(RECORDS TO PROCESS begins)

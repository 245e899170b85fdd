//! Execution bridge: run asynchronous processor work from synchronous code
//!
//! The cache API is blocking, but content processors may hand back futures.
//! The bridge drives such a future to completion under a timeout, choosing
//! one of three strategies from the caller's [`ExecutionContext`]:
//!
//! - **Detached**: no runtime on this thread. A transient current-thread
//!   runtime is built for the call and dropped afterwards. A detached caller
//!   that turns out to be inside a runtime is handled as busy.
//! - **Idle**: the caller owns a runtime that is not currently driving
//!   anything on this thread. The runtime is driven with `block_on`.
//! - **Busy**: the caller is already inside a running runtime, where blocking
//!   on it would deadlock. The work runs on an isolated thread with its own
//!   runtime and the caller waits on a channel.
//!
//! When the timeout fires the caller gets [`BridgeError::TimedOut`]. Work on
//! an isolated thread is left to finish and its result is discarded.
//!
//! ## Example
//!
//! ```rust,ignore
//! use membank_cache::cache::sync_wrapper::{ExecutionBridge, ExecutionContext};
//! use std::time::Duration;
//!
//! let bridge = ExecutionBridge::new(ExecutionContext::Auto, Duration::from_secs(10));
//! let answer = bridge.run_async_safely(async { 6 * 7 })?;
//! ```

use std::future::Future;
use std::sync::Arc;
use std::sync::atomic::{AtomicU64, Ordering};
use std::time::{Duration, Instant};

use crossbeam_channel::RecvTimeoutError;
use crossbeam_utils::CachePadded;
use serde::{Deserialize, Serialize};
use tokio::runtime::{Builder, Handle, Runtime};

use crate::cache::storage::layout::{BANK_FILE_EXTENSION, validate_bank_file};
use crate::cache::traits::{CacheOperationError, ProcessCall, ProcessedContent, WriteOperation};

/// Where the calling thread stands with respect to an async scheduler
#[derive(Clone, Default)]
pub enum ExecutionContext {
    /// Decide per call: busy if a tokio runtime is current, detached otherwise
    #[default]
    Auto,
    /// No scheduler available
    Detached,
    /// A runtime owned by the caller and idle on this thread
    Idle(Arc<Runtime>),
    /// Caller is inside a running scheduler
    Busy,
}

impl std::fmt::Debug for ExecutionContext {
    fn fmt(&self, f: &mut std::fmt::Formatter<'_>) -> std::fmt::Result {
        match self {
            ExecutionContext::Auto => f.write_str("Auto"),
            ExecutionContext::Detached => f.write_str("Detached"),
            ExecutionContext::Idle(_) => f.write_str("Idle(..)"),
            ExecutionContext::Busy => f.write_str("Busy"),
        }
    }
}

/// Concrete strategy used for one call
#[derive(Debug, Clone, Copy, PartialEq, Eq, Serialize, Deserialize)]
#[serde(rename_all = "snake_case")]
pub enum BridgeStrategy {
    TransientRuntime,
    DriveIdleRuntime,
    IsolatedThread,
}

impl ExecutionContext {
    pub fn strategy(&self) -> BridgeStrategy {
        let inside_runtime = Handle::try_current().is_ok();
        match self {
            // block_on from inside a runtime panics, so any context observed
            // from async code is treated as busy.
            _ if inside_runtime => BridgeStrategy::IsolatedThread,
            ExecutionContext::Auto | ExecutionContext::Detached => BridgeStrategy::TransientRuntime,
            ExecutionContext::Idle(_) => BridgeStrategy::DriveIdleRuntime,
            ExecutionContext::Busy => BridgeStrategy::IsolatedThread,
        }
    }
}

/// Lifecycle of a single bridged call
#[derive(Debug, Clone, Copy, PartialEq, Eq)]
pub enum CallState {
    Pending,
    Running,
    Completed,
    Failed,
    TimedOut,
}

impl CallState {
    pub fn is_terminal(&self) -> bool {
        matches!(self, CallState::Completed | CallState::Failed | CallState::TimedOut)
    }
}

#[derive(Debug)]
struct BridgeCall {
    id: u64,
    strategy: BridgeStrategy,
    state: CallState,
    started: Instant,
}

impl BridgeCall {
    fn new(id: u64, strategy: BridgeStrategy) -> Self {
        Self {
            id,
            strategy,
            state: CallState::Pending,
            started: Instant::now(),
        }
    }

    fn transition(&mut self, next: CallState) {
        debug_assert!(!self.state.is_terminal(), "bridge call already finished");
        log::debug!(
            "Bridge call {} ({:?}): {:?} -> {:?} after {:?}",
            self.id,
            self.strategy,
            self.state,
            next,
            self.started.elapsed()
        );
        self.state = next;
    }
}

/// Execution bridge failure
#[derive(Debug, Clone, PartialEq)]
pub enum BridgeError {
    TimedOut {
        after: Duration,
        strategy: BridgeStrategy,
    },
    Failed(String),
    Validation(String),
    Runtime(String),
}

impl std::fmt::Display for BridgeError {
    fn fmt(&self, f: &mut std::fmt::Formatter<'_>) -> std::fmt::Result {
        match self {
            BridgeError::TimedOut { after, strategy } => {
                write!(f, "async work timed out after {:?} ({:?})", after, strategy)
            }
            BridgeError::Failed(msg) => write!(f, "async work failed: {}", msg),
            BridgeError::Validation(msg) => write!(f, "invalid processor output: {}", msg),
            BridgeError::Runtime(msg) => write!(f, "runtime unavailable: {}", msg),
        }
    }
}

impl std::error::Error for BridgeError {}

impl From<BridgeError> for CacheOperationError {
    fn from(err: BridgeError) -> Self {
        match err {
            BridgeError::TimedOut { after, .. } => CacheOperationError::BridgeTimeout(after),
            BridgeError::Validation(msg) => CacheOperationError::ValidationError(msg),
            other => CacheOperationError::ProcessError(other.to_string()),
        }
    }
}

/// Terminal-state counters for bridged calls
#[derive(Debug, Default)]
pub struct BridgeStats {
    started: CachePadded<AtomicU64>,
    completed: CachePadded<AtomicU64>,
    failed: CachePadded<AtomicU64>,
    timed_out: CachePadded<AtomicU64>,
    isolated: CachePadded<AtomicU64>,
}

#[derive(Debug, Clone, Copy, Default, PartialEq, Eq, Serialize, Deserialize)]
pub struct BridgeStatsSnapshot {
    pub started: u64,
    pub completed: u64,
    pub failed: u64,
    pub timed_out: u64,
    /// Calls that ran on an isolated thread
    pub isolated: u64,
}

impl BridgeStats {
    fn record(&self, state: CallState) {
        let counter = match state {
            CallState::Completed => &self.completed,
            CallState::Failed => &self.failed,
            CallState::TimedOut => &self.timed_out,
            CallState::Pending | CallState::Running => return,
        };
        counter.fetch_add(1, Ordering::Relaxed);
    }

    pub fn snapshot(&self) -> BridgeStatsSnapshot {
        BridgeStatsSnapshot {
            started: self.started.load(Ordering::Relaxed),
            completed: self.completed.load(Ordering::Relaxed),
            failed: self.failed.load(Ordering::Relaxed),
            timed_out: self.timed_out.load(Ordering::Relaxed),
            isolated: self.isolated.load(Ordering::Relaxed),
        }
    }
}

(RECORDS TO PROCESS ends)

* _WORK INSTRUCTIONS_
Filter the lines above, keeping and copying those that contain "CachePadded".

* _ANSWER TO THIS TASK_
use crossbeam_utils::CachePadded;
    started: CachePadded<AtomicU64>,
    completed: CachePadded<AtomicU64>,
    failed: CachePadded<AtomicU64>,
    timed_out: CachePadded<AtomicU64>,
    isolated: CachePadded<AtomicU64>,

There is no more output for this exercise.